DESCRIPTION OF THE TASK -
Tally the lines in the data that follows that include the word "MutexGuard", and report nothing but the total.

Collected data:
※
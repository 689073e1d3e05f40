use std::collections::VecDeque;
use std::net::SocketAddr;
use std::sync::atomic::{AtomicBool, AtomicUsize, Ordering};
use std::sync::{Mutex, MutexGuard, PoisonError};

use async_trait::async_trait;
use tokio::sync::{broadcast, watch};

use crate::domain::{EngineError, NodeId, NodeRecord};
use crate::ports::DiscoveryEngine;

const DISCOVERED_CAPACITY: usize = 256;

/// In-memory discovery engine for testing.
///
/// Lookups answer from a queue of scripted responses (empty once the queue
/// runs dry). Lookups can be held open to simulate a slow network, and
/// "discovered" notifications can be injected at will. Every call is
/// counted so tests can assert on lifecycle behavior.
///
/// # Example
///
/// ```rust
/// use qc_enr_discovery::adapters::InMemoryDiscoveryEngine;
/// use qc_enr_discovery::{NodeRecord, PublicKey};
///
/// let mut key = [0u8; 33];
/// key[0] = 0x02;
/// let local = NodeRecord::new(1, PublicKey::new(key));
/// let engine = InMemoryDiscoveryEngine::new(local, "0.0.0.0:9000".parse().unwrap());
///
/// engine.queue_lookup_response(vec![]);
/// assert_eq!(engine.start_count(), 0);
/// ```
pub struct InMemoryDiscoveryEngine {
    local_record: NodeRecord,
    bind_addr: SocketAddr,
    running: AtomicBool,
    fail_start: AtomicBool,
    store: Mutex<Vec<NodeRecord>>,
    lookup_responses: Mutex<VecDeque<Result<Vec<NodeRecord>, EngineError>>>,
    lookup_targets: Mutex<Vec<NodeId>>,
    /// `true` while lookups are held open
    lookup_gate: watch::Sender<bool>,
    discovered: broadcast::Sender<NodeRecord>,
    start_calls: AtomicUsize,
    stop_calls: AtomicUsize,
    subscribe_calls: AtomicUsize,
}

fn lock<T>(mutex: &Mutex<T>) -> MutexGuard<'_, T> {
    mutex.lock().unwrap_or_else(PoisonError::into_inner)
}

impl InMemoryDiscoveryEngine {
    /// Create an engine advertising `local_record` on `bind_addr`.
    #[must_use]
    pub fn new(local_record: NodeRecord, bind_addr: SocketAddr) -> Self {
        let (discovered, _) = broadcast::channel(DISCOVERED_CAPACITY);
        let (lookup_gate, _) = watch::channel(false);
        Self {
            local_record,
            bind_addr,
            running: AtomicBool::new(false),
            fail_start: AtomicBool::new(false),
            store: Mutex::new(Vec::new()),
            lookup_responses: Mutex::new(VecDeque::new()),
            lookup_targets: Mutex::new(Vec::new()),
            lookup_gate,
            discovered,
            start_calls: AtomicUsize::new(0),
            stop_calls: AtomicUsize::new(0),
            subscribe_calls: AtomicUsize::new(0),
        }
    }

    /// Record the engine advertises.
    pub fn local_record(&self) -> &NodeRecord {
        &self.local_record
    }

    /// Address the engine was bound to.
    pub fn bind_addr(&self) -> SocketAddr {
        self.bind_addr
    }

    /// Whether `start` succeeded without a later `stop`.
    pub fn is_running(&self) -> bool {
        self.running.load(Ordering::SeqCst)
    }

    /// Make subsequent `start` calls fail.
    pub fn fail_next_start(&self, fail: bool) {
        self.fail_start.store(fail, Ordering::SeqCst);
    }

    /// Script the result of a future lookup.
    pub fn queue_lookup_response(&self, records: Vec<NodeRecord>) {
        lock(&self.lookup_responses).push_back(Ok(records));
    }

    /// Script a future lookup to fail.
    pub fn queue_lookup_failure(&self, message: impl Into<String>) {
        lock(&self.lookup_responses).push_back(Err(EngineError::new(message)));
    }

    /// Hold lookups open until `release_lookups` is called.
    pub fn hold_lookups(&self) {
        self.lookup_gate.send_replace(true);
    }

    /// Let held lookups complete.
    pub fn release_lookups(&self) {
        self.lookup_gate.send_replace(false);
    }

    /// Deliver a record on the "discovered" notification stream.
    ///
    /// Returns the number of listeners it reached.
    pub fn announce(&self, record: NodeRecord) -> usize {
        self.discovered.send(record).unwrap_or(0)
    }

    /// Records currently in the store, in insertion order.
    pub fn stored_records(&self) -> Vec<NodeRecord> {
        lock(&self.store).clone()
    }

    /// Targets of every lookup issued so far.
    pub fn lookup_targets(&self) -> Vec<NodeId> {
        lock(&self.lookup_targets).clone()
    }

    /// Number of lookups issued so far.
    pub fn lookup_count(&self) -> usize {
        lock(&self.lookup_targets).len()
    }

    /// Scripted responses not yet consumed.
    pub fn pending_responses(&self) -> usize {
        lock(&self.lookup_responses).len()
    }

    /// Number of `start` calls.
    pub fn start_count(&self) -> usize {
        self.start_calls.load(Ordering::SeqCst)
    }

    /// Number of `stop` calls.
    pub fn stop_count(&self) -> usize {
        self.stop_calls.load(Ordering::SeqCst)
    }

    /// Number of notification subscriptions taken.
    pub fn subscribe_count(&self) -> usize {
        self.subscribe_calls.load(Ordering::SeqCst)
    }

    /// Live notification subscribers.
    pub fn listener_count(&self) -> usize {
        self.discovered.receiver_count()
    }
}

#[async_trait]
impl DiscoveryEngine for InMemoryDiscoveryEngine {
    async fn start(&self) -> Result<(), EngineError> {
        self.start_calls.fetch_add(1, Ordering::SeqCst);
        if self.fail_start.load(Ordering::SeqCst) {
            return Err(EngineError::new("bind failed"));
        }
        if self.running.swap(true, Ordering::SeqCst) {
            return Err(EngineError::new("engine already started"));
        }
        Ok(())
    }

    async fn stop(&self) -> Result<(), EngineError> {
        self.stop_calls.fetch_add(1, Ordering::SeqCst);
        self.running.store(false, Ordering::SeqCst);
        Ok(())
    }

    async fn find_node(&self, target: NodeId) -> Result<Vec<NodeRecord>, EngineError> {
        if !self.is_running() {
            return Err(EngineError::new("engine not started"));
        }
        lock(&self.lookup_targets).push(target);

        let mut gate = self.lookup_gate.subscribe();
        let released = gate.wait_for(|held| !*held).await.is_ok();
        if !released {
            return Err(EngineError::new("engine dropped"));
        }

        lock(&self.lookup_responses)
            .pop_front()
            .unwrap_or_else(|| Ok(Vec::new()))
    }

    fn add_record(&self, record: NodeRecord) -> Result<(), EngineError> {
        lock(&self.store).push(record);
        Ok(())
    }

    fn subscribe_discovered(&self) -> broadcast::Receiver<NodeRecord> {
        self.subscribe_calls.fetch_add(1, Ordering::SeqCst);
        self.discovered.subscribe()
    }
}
※
ANSWER BOX -
2